» **The records**

* * *

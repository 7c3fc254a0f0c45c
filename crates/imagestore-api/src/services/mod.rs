//! Business logic between the HTTP handlers and the storage/index crates.

pub mod catalog;
pub mod ingest;
pub mod serve;

pub use catalog::{CatalogError, CatalogService, ImagePage};
pub use ingest::{IngestError, IngestMessage, IngestReceipt, IngestService, UploadMetadata};
pub use serve::{ServeService, ServedImage};
//! Storage errors

use imagestore_core::AppError;
use imagestore_processing::DecodeError;
use thiserror::Error;

/// Rejections produced while mapping a relative path onto the storage root.
#[derive(Debug, Error)]
pub enum PathError {
    #[error("path must not be empty")]
    Empty,

    #[error("path must be relative to the storage root: {0}")]
    NotRelative(String),

    #[error("path escapes the storage root: {0}")]
    EscapesRoot(String),

    #[error("failed to resolve {path}: {message}")]
    Resolve { path: String, message: String },
}

#[derive(Debug, Error)]
pub enum StorageError {
    #[error("Decode failed: {0}")]
    DecodeFailed(#[from] DecodeError),

    #[error("Image dimensions out of range: {width}x{height}")]
    InvalidDimensions { width: u32, height: u32 },

    #[error("Write failed: {0}")]
    WriteFailed(String),

    #[error("Thumbnail failed: {0}")]
    ThumbnailFailed(String),

    #[error("Invalid path: {0}")]
    Path(#[from] PathError),

    #[error("Read failed: {0}")]
    ReadFailed(String),

    #[error("Delete failed: {0}")]
    DeleteFailed(String),

    #[error("File not found: {0}")]
    NotFound(String),

    #[error("Background task failed: {0}")]
    Task(String),

    #[error("Configuration error: {0}")]
    ConfigError(String),
}

/// Result type for storage operations
pub type StorageResult<T> = Result<T, StorageError>;

impl From<PathError> for AppError {
    fn from(err: PathError) -> Self {
        match err {
            PathError::Resolve { .. } => AppError::Storage(err.to_string()),
            other => AppError::InvalidPath(other.to_string()),
        }
    }
}

impl From<StorageError> for AppError {
    fn from(err: StorageError) -> Self {
        match err {
            StorageError::DecodeFailed(e) => AppError::ImageProcessing(e.to_string()),
            StorageError::InvalidDimensions { width, height } => AppError::InvalidDimensions {
                width: u64::from(width),
                height: u64::from(height),
            },
            StorageError::ThumbnailFailed(msg) => AppError::ThumbnailFailed(msg),
            StorageError::Path(e) => e.into(),
            StorageError::NotFound(msg) => AppError::NotFound(msg),
            StorageError::Task(msg) => AppError::Internal(msg),
            e @ (StorageError::WriteFailed(_)
            | StorageError::ReadFailed(_)
            | StorageError::DeleteFailed(_)
            | StorageError::ConfigError(_)) => AppError::Storage(e.to_string()),
        }
    }
}

#[cfg(test)]
mod tests {
    use super::*;
    use imagestore_core::ErrorMetadata;

    #[test]
    fn test_path_errors_are_client_faults() {
        let err: AppError = StorageError::Path(PathError::EscapesRoot("../x".into())).into();
        assert_eq!(err.http_status_code(), 400);

        let err: AppError = PathError::NotRelative("/etc/passwd".into()).into();
        assert_eq!(err.error_code(), "INVALID_PATH");
    }

    #[test]
    fn test_decode_and_dimension_failures_are_client_faults() {
        let err: AppError = StorageError::DecodeFailed(DecodeError::Unsupported).into();
        assert_eq!(err.http_status_code(), 400);

        let err: AppError = StorageError::InvalidDimensions {
            width: u32::MAX,
            height: 1,
        }
        .into();
        assert_eq!(err.error_code(), "INVALID_DIMENSIONS");
    }

    #[test]
    fn test_io_failures_are_internal() {
        for err in [
            StorageError::WriteFailed("disk full".into()),
            StorageError::ReadFailed("eio".into()),
            StorageError::DeleteFailed("eperm".into()),
            StorageError::ThumbnailFailed("encoder".into()),
        ] {
            let app: AppError = err.into();
            assert_eq!(app.http_status_code(), 500);
        }
    }

    #[test]
    fn test_not_found_maps_to_404() {
        let err: AppError = StorageError::NotFound("originals/u/x.png".into()).into();
        assert_eq!(err.http_status_code(), 404);
    }
}
//! Error types module
//!
//! All component errors (decode, storage, index, ingestion) are folded into
//! `AppError` before they reach a transport. Each variant describes how it should be
//! presented through the `ErrorMetadata` trait: client faults map to 4xx, storage and
//! index faults map to 5xx.

use std::io;

/// Log level for error reporting
#[derive(Debug, Clone, Copy, PartialEq, Eq)]
pub enum LogLevel {
    /// Debug level - for expected errors like validation failures
    Debug,
    /// Warning level - for recoverable issues
    Warn,
    /// Error level - for unexpected failures
    Error,
}

/// Metadata for error responses - defines how an error should be presented
pub trait ErrorMetadata {
    /// HTTP status code to return
    fn http_status_code(&self) -> u16;

    /// Machine-readable error code (e.g., "DATABASE_ERROR")
    fn error_code(&self) -> &'static str;

    /// Whether this error is recoverable (can be retried)
    fn is_recoverable(&self) -> bool;

    /// Suggested action for the client
    fn suggested_action(&self) -> Option<&'static str>;

    /// Client-facing message (may differ from internal error message)
    fn client_message(&self) -> String;

    /// Whether details should be hidden in production
    fn is_sensitive(&self) -> bool;

    /// Log level for this error
    fn log_level(&self) -> LogLevel;
}

#[derive(Debug, thiserror::Error)]
pub enum AppError {
    #[error("Database error: {0}")]
    Database(String),

    #[error("Index conflict: {0}")]
    Conflict(String),

    #[error("Storage error: {0}")]
    Storage(String),

    #[error("Image processing error: {0}")]
    ImageProcessing(String),

    #[error("Invalid image dimensions: {width}x{height}")]
    InvalidDimensions { width: u64, height: u64 },

    #[error("Thumbnail generation failed: {0}")]
    ThumbnailFailed(String),

    #[error("Invalid path: {0}")]
    InvalidPath(String),

    #[error("Missing metadata: {0}")]
    MissingMetadata(String),

    #[error("Invalid input: {0}")]
    InvalidInput(String),

    #[error("Bad request: {0}")]
    BadRequest(String),

    #[error("Not found: {0}")]
    NotFound(String),

    #[error("Forbidden: {0}")]
    Forbidden(String),

    #[error("File too large: {0}")]
    PayloadTooLarge(String),

    #[error("Internal error: {0}")]
    Internal(String),

    #[error("Internal error with source")]
    InternalWithSource {
        message: String,
        #[source]
        source: anyhow::Error,
    },
}

impl From<anyhow::Error> for AppError {
    fn from(err: anyhow::Error) -> Self {
        AppError::InternalWithSource {
            message: err.to_string(),
            source: err,
        }
    }
}

impl From<io::Error> for AppError {
    fn from(err: io::Error) -> Self {
        AppError::Internal(format!("IO error: {}", err))
    }
}

impl From<serde_json::Error> for AppError {
    fn from(err: serde_json::Error) -> Self {
        AppError::InvalidInput(format!("JSON parsing error: {}", err))
    }
}

impl From<uuid::Error> for AppError {
    fn from(err: uuid::Error) -> Self {
        AppError::InvalidInput(format!("UUID parsing error: {}", err))
    }
}

impl From<crate::models::InvalidOwnerId> for AppError {
    fn from(err: crate::models::InvalidOwnerId) -> Self {
        AppError::InvalidInput(err.to_string())
    }
}

/// Static metadata for each variant: (http_status, error_code, recoverable, suggested_action, sensitive, log_level).
fn app_error_static_metadata(
    err: &AppError,
) -> (
    u16,
    &'static str,
    bool,
    Option<&'static str>,
    bool,
    LogLevel,
) {
    match err {
        AppError::Database(_) => (
            500,
            "DATABASE_ERROR",
            true,
            Some("Retry after a short delay"),
            true,
            LogLevel::Error,
        ),
        AppError::Conflict(_) => (
            500,
            "INDEX_CONFLICT",
            true,
            Some("Re-issue the upload"),
            true,
            LogLevel::Error,
        ),
        AppError::Storage(_) => (
            500,
            "STORAGE_ERROR",
            true,
            Some("Retry after a short delay"),
            true,
            LogLevel::Error,
        ),
        AppError::ImageProcessing(_) => (
            400,
            "IMAGE_PROCESSING_ERROR",
            false,
            Some("Check image format and try a different file"),
            false,
            LogLevel::Warn,
        ),
        AppError::InvalidDimensions { .. } => (
            400,
            "INVALID_DIMENSIONS",
            false,
            Some("Upload a smaller image"),
            false,
            LogLevel::Warn,
        ),
        AppError::ThumbnailFailed(_) => (
            500,
            "THUMBNAIL_ERROR",
            false,
            Some("Contact support if this error persists"),
            true,
            LogLevel::Error,
        ),
        AppError::InvalidPath(_) => (
            400,
            "INVALID_PATH",
            false,
            Some("Verify the resource ID"),
            false,
            LogLevel::Warn,
        ),
        AppError::MissingMetadata(_) => (
            400,
            "MISSING_METADATA",
            false,
            Some("Send the metadata part before ending the upload"),
            false,
            LogLevel::Debug,
        ),
        AppError::InvalidInput(_) => (
            400,
            "INVALID_INPUT",
            false,
            Some("Check request parameters and try again"),
            false,
            LogLevel::Debug,
        ),
        AppError::BadRequest(_) => (
            400,
            "BAD_REQUEST",
            false,
            Some("Check request format and parameters"),
            false,
            LogLevel::Debug,
        ),
        AppError::NotFound(_) => (
            404,
            "NOT_FOUND",
            false,
            Some("Verify the resource ID exists"),
            false,
            LogLevel::Debug,
        ),
        AppError::Forbidden(_) => (
            403,
            "FORBIDDEN",
            false,
            Some("Use the identity that owns the resource"),
            false,
            LogLevel::Debug,
        ),
        AppError::PayloadTooLarge(_) => (
            413,
            "PAYLOAD_TOO_LARGE",
            false,
            Some("Reduce file size"),
            false,
            LogLevel::Debug,
        ),
        AppError::Internal(_) => (
            500,
            "INTERNAL_ERROR",
            true,
            Some("Retry after a short delay"),
            true,
            LogLevel::Error,
        ),
        AppError::InternalWithSource { .. } => (
            500,
            "INTERNAL_ERROR",
            true,
            Some("Retry after a short delay"),
            true,
            LogLevel::Error,
        ),
    }
}

impl AppError {
    /// Get the error type name for detailed error responses
    pub fn error_type(&self) -> &str {
        match self {
            AppError::Database(_) => "Database",
            AppError::Conflict(_) => "Conflict",
            AppError::Storage(_) => "Storage",
            AppError::ImageProcessing(_) => "ImageProcessing",
            AppError::InvalidDimensions { .. } => "InvalidDimensions",
            AppError::ThumbnailFailed(_) => "ThumbnailFailed",
            AppError::InvalidPath(_) => "InvalidPath",
            AppError::MissingMetadata(_) => "MissingMetadata",
            AppError::InvalidInput(_) => "InvalidInput",
            AppError::BadRequest(_) => "BadRequest",
            AppError::NotFound(_) => "NotFound",
            AppError::Forbidden(_) => "Forbidden",
            AppError::PayloadTooLarge(_) => "PayloadTooLarge",
            AppError::Internal(_) => "Internal",
            AppError::InternalWithSource { .. } => "Internal",
        }
    }

    /// Get detailed error information including error chain
    pub fn detailed_message(&self) -> String {
        use std::error::Error;

        let mut details = self.to_string();

        let mut source = self.source();
        let mut depth = 0;
        while let Some(err) = source {
            depth += 1;
            if depth > 5 {
                details.push_str("\n  ... (truncated)");
                break;
            }
            details.push_str(&format!("\n  Caused by: {}", err));
            source = err.source();
        }

        details
    }
}

impl ErrorMetadata for AppError {
    fn http_status_code(&self) -> u16 {
        app_error_static_metadata(self).0
    }

    fn error_code(&self) -> &'static str {
        app_error_static_metadata(self).1
    }

    fn is_recoverable(&self) -> bool {
        app_error_static_metadata(self).2
    }

    fn suggested_action(&self) -> Option<&'static str> {
        app_error_static_metadata(self).3
    }

    fn is_sensitive(&self) -> bool {
        app_error_static_metadata(self).4
    }

    fn log_level(&self) -> LogLevel {
        app_error_static_metadata(self).5
    }

    fn client_message(&self) -> String {
        match self {
            AppError::Database(_) => "Failed to access image index".to_string(),
            AppError::Conflict(_) => "Failed to record image".to_string(),
            AppError::Storage(_) => "Failed to access storage".to_string(),
            AppError::ImageProcessing(ref msg) => msg.clone(),
            AppError::InvalidDimensions { width, height } => format!(
                "Image dimensions {}x{} exceed the supported range",
                width, height
            ),
            AppError::ThumbnailFailed(_) => "Failed to generate thumbnail".to_string(),
            AppError::InvalidPath(_) => "Invalid file path".to_string(),
            AppError::MissingMetadata(ref msg) => msg.clone(),
            AppError::InvalidInput(ref msg) => msg.clone(),
            AppError::BadRequest(ref msg) => msg.clone(),
            AppError::NotFound(ref msg) => msg.clone(),
            AppError::Forbidden(ref msg) => msg.clone(),
            AppError::PayloadTooLarge(ref msg) => msg.clone(),
            AppError::Internal(_) => "Internal server error".to_string(),
            AppError::InternalWithSource { .. } => "Internal server error".to_string(),
        }
    }
}
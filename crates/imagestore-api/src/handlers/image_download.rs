use std::sync::Arc;

use axum::{
    body::Body,
    extract::{Path, Query, State},
    http::{header, StatusCode},
    response::Response,
};
use imagestore_core::constants::IMMUTABLE_CACHE_CONTROL;
use imagestore_core::AppError;
use serde::Deserialize;
use uuid::Uuid;

use crate::error::HttpAppError;
use crate::state::AppState;

#[derive(Debug, Deserialize)]
pub struct DownloadQuery {
    #[serde(default)]
    thumbnail: bool,
}

/// Serve the stored original (with its declared content type) or the WebP thumbnail.
#[tracing::instrument(skip(state), fields(image_id = %id, thumbnail = query.thumbnail))]
pub async fn download_image(
    Path(id): Path<Uuid>,
    Query(query): Query<DownloadQuery>,
    State(state): State<Arc<AppState>>,
) -> Result<Response, HttpAppError> {
    let served = state.images.serve(id, query.thumbnail).await?;

    let response = Response::builder()
        .status(StatusCode::OK)
        .header(header::CONTENT_TYPE, served.content_type)
        .header(header::CONTENT_LENGTH, served.bytes.len())
        .header(header::CACHE_CONTROL, IMMUTABLE_CACHE_CONTROL)
        .body(Body::from(served.bytes))
        .map_err(|e| {
            tracing::error!(error = %e, "Failed to build response");
            AppError::Internal(e.to_string())
        })?;

    Ok(response)
}
//! Test helpers: build AppState and router for integration tests.
//!
//! Run from workspace root: `cargo test -p imagestore-api`. Every test gets its own
//! temporary storage root and its own in-memory index.

#![allow(dead_code)]

pub mod fixtures;

use std::path::Path;
use std::sync::Arc;

use axum_test::multipart::{MultipartForm, Part};
use axum_test::{TestResponse, TestServer};
use imagestore_api::constants;
use imagestore_api::setup::{routes, services};
use imagestore_core::{BaseConfig, Config, ImageStoreConfig};
use imagestore_db::{ImageIndex, MemoryImageIndex, SqliteImageIndex};
use imagestore_processing::ThumbnailRenderer;
use imagestore_storage::{ImageStore, StorageRoot};
use sqlx::sqlite::SqlitePoolOptions;
use tempfile::TempDir;

pub const TEST_BASE_URL: &str = "http://images.test";

/// API path prefix for tests (e.g. `/api/v1`).
pub fn api_path(path: &str) -> String {
    format!("{}{}", constants::API_PREFIX, path)
}

/// Test application: server, index and owned resources.
pub struct TestApp {
    pub server: TestServer,
    pub index: Arc<dyn ImageIndex>,
    pub store: ImageStore,
    pub _temp_dir: TempDir,
}

impl TestApp {
    pub fn client(&self) -> &TestServer {
        &self.server
    }

    pub fn storage_root(&self) -> &Path {
        self.store.root().path()
    }

    /// Number of regular files below the storage root.
    pub fn stored_file_count(&self) -> usize {
        count_files(self.storage_root())
    }
}

/// Setup test app backed by the in-memory index.
pub async fn setup_test_app() -> TestApp {
    setup_with_index(Arc::new(MemoryImageIndex::new()), 10 * 1024 * 1024).await
}

/// Setup test app backed by a migrated in-memory SQLite database.
pub async fn setup_sqlite_test_app() -> TestApp {
    let pool = SqlitePoolOptions::new()
        .max_connections(1)
        .connect("sqlite::memory:")
        .await
        .expect("Failed to open in-memory SQLite");
    let index = SqliteImageIndex::new(pool);
    index.migrate().await.expect("Failed to run migrations");
    setup_with_index(Arc::new(index), 10 * 1024 * 1024).await
}

pub async fn setup_with_index(index: Arc<dyn ImageIndex>, max_upload_bytes: usize) -> TestApp {
    let temp_dir = TempDir::new().expect("Failed to create temp dir");
    let config = create_test_config(&temp_dir, max_upload_bytes);

    let root = StorageRoot::open(config.storage_root())
        .await
        .expect("Failed to open storage root");
    let renderer = ThumbnailRenderer::new(config.thumbnail_size(), config.thumbnail_quality());
    let store = ImageStore::new(root, renderer);

    let state = services::initialize_services(&config, store.clone(), index.clone());
    let app = routes::setup_routes(&config, state);
    let server = TestServer::new(app).expect("Failed to create test server");

    TestApp {
        server,
        index,
        store,
        _temp_dir: temp_dir,
    }
}

fn create_test_config(temp_dir: &TempDir, max_upload_bytes: usize) -> Config {
    let base = BaseConfig {
        server_port: 3000,
        base_url: TEST_BASE_URL.to_string(),
        environment: "test".to_string(),
        log_format: "text".to_string(),
    };
    Config(Box::new(ImageStoreConfig {
        base,
        database_url: "sqlite::memory:".to_string(),
        db_max_connections: 1,
        storage_root: temp_dir.path().join("store").to_string_lossy().into_owned(),
        max_upload_bytes,
        thumbnail_size: 200,
        thumbnail_quality: 80,
    }))
}

/// Multipart upload form with a metadata part and a single payload part.
pub fn upload_form(user_id: &str, filename: &str, content_type: &str, data: Vec<u8>) -> MultipartForm {
    let metadata = serde_json::json!({
        "user_id": user_id,
        "filename": filename,
        "content_type": content_type,
    });
    MultipartForm::new()
        .add_text("metadata", metadata.to_string())
        .add_part(
            "file",
            Part::bytes(bytes::Bytes::from(data))
                .file_name(filename.to_string())
                .mime_type(content_type.to_string()),
        )
}

/// Upload a PNG of the given size and return the parsed receipt.
pub async fn upload_png(
    client: &TestServer,
    user_id: &str,
    width: u32,
    height: u32,
) -> serde_json::Value {
    let form = upload_form(
        user_id,
        "photo.png",
        "image/png",
        fixtures::create_test_png(width, height),
    );
    let response: TestResponse = client.post(&api_path("/images")).multipart(form).await;
    assert_eq!(response.status_code(), 201, "upload failed: {}", response.text());
    response.json()
}

fn count_files(dir: &Path) -> usize {
    let Ok(entries) = std::fs::read_dir(dir) else {
        return 0;
    };
    entries
        .flatten()
        .map(|entry| {
            let path = entry.path();
            if path.is_dir() {
                count_files(&path)
            } else {
                1
            }
        })
        .sum()
}
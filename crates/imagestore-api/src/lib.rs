//! Imagestore API Library
//!
//! This crate provides the ingestion orchestrator, the catalog and read services, and the
//! HTTP transport (handlers, error rendering, application setup) built on top of them.

pub mod constants;
pub mod error;
mod handlers;
pub mod services;
pub mod setup;
pub mod state;
pub mod telemetry;

// Re-exports
pub use error::{ErrorResponse, HttpAppError};
pub use services::{
    CatalogError, CatalogService, ImagePage, IngestError, IngestMessage, IngestReceipt,
    IngestService, ServeService, ServedImage, UploadMetadata,
};
pub use state::AppState;
//! Server startup and graceful shutdown

use anyhow::Result;
use axum::Router;
use imagestore_core::Config;

/// Start the server with graceful shutdown
pub async fn start_server(config: &Config, app: Router) -> Result<()> {
    let addr = format!("0.0.0.0:{}", config.server_port());
    tracing::info!(addr = %addr, "Starting server");

    let listener = tokio::net::TcpListener::bind(&addr).await?;

    tracing::info!(
        base_url = %config.base_url(),
        storage_root = %config.storage_root(),
        max_upload_mb = config.max_upload_bytes() / 1024 / 1024,
        "Server ready and accepting connections"
    );

    axum::serve(listener, app)
        .with_graceful_shutdown(shutdown_signal())
        .await?;

    Ok(())
}

/// Resolves on Ctrl+C (SIGINT) or SIGTERM. A signal whose handler cannot be installed
/// is logged and never fires.
async fn shutdown_signal() {
    let ctrl_c = async {
        if let Err(e) = tokio::signal::ctrl_c().await {
            tracing::error!(error = %e, "Failed to install Ctrl+C handler");
            std::future::pending::<()>().await;
        }
    };

    #[cfg(unix)]
    let terminate = async {
        match tokio::signal::unix::signal(tokio::signal::unix::SignalKind::terminate()) {
            Ok(mut signal) => {
                signal.recv().await;
            }
            Err(e) => {
                tracing::error!(error = %e, "Failed to install SIGTERM handler");
                std::future::pending::<()>().await;
            }
        }
    };

    #[cfg(not(unix))]
    let terminate = std::future::pending::<()>();

    tokio::select! {
        _ = ctrl_c => {
            tracing::info!("Received Ctrl+C signal");
        },
        _ = terminate => {
            tracing::info!("Received terminate signal");
        },
    }

    tracing::info!("Shutting down gracefully...");
}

* * *

» **To do**
Find the lines above holding the word "parameters" and show them.

» **Response**
            Some("Check request parameters and try again"),
            Some("Check request format and parameters"),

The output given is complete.